Além dos três deputados estaduais hoje com mandato que abrirão mão em favor dos filhos - Rose Litro (PSDB) e Toninho Wandscheer (PT) - ou do pai - Hermas Brandão Jr. (PSB) -, pelo menos cinco novos casos de "hereditariedade" poderão ser verificados na AL a partir do próximo ano. Segundo Oliveira, com raras exceções, o quadro é semelhante ao verificado na maioria das unidades da federação.

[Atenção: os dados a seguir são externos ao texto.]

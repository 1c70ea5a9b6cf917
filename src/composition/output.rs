use std::path::{Path, PathBuf};

use chrono::{DateTime, Local};
use tracing::info;

use crate::error::{OutputError, Result};
use crate::video::types::{video_stem, Frame};

/// `<dir>/long_exposure_<video stem>_<YYYYmmdd_HHMMSS>.png`
pub fn output_path<P: AsRef<Path>, V: AsRef<Path>>(dir: P, video: V, timestamp: DateTime<Local>) -> PathBuf {
    let name = format!(
        "long_exposure_{}_{}.png",
        video_stem(video.as_ref()),
        timestamp.format("%Y%m%d_%H%M%S")
    );
    dir.as_ref().join(name)
}

/// Write the composite as a PNG, creating the parent directory if needed
pub fn save_composite<P: AsRef<Path>>(composite: &Frame, path: P) -> Result<()> {
    let path = path.as_ref();
    let write_failed = |reason: String| OutputError::WriteFailed {
        path: path.display().to_string(),
        reason,
    };

    if let Some(parent) = path.parent().filter(|p| !p.as_os_str().is_empty()) {
        std::fs::create_dir_all(parent).map_err(|e| write_failed(e.to_string()))?;
    }

    composite
        .save_png(path)
        .map_err(|e| write_failed(e.to_string()))?;

    info!("Wrote {}x{} composite to {:?}", composite.width(), composite.height(), path);
    Ok(())
}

Luiz Renato Hauly (PSDB), 23, filho do deputado federal e ex-secretário de Estado da Fazenda Luiz Carlos Hauly (PSDB); Felipe Francischini (SDD), 22, filho do deputado federal Fernando Francischini (SDD); Thiago Amaral, 26, filho do conselheiro do Tribunal de Contas e ex-deputado estadual Durval Amaral; Maria Victória Borghetti Barros, 22, filha da deputada federal Cida Borghetti (PROS) e do secretário de Estado da Indústria e Comércio Ricardo Barros (PP); e Bruno Pessuti (PSC), 29, filho do ex-governador Orlando Pessuti (PMDB), já se apresentam como pré-candidatos a uma vaga no Legislativo.

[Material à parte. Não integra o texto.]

use std::fmt;
use std::str::FromStr;

use serde::{Deserialize, Serialize};

use crate::error::{ConfigError, ExposureError, Result};
use crate::video::types::Frame;

/// Which frame, if any, gets flashed into the exposure
#[derive(Debug, Clone, Copy, PartialEq, Eq, Default, Serialize, Deserialize)]
#[serde(rename_all = "lowercase")]
pub enum FlashMode {
    #[default]
    None,
    /// Flash fires at the start of the exposure (first frame)
    Front,
    /// Flash fires at the end of the exposure (last frame)
    Rear,
}

impl FlashMode {
    pub fn as_str(&self) -> &'static str {
        match self {
            FlashMode::None => "none",
            FlashMode::Front => "front",
            FlashMode::Rear => "rear",
        }
    }

    pub fn is_enabled(&self) -> bool {
        *self != FlashMode::None
    }
}

impl fmt::Display for FlashMode {
    fn fmt(&self, f: &mut fmt::Formatter<'_>) -> fmt::Result {
        f.write_str(self.as_str())
    }
}

impl FromStr for FlashMode {
    type Err = ExposureError;

    fn from_str(s: &str) -> Result<Self> {
        match s.trim().to_lowercase().as_str() {
            "none" => Ok(FlashMode::None),
            "front" => Ok(FlashMode::Front),
            "rear" => Ok(FlashMode::Rear),
            _ => Err(ConfigError::UnknownFlashMode { name: s.to_string() }.into()),
        }
    }
}

/// Strength of the simulated flash
#[derive(Debug, Clone, Copy, PartialEq, Serialize, Deserialize)]
pub struct FlashSettings {
    /// Multiplier applied to every channel of the anchor frame
    pub boost: f64,

    /// Weight of the flash overlay in the final blend (0.0-1.0)
    pub alpha: f64,
}

impl Default for FlashSettings {
    fn default() -> Self {
        Self {
            boost: 1.5,
            alpha: 0.3,
        }
    }
}

impl FlashSettings {
    pub fn validate(&self) -> Result<()> {
        if !(self.boost.is_finite() && self.boost >= 0.0) {
            return Err(ConfigError::InvalidValue {
                key: "flash.boost".to_string(),
                value: self.boost.to_string(),
            }
            .into());
        }

        if !(0.0..=1.0).contains(&self.alpha) {
            return Err(ConfigError::InvalidValue {
                key: "flash.alpha".to_string(),
                value: self.alpha.to_string(),
            }
            .into());
        }

        Ok(())
    }
}

/// Brightened copy of the anchor frame: `min(255, round(p * boost))` per channel
///
/// A straight linear gain with a hard clip; hue is untouched and no gamma is applied.
pub fn flash_overlay(anchor: &Frame, boost: f64) -> Frame {
    let mut overlay = anchor.clone();
    for sample in overlay.samples_mut() {
        *sample = (*sample as f64 * boost).round().min(255.0) as u8;
    }
    overlay
}

/// `round(base * (1 - alpha) + overlay * alpha)` per channel
pub fn blend(base: &Frame, overlay: &Frame, alpha: f64) -> Result<Frame> {
    if base.dimensions() != overlay.dimensions() {
        return Err(ExposureError::DimensionMismatch {
            index: 0,
            expected_width: base.width(),
            expected_height: base.height(),
            found_width: overlay.width(),
            found_height: overlay.height(),
        });
    }

    let mut blended = base.clone();
    for (out, &flash) in blended.samples_mut().iter_mut().zip(overlay.samples()) {
        let mixed = *out as f64 * (1.0 - alpha) + flash as f64 * alpha;
        *out = mixed.round().clamp(0.0, 255.0) as u8;
    }
    Ok(blended)
}

/// Blend a flashed copy of `anchor` into `composite`
pub fn apply_flash(composite: &Frame, anchor: &Frame, settings: &FlashSettings) -> Result<Frame> {
    let overlay = flash_overlay(anchor, settings.boost);
    blend(composite, &overlay, settings.alpha)
}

"Não é uma passagem; é uma conquista eleitoral dificílima, o pior vestibular que se possa imaginar. Precisa ter carisma, presença e conhecimento. E o Luiz (Renato) tem todas as qualidades, porque vivencia o ambiente político desde criança", argumentou Hauly. "Acredito que, como acontece com engenheiros, médicos e profissionais liberais, é normal o filho querer seguir a profissão do pai. Dentro da nossa casa, vivemos política 24 horas por dia", complementou Fernando Francischini.
O cientista político, no entanto, vê prejuízos nesse cenário, que costuma se repetir a cada eleição. "Em primeiro lugar, trata-se de uma oligarquia, com poucas famílias se revezando no poder; em segundo, há falta de representatividade de vários segmentos sociais, como a classe trabalhadora, as mulheres, os negros e pardos", disse. Para ele, "política no Paraná ainda é negócio de família". "E enquanto continuarem as regras, a correlação de forças e a desigualdade na sociedade, essa estrutura tende a continuar."